IceBridge science flights put a variety of remote-sensing instruments above Antarctica's land and sea ice, and in some regions, above the ocean floor. The G-V carries one instrument: a laser-ranging topography mapper. The DC-8 carries seven instruments, including a laser altimeter to continue the crucial ice sheet elevation record begun by the Ice, Cloud and land Elevation Satellite (ICESat) mission, which ended in 2009. The flying laboratory also will carry radars that can distinguish how much snow sits on top of sea ice and map the terrain of bedrock below thick ice cover.

While scientists in recent years have produced newer, more detailed data about the ice sheet's surface, the topography of the rocky surface beneath the ice sheet remains unknown in many places. Without knowing the topography of the bedrock, it is impossible to know exactly how much ice sits on top of Antarctica.

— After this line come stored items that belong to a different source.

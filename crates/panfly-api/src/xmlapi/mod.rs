// XML API client modules
//
// Hand-written client for the device's `/api/` endpoint. Configuration
// calls (`type=config`), operational commands (`type=op`) and commits
// (`type=commit`) all share the `<response status="..." code="...">`
// envelope parsed in `models`.

pub mod client;
pub mod codes;
pub mod config;
pub mod models;
pub mod operational;

pub use client::XmlApiClient;
pub use models::{ApiResponse, CommitOutcome, JobId, JobInfo, JobStatus, ResponseStatus};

A gravimeter aboard the DC-8 will detect subtle differences in gravity to map the ocean floor beneath floating ice shelves. Data on bathymetry, or ocean depth, and ocean circulation from previous IceBridge campaigns are helping explain why some glaciers are changing so quickly.

Flights take off from Punta Arenas and cross the Southern Ocean to reach destinations including West Antarctica, the Antarctic Peninsula and coastal areas. Each lasts 10 to 11 hours.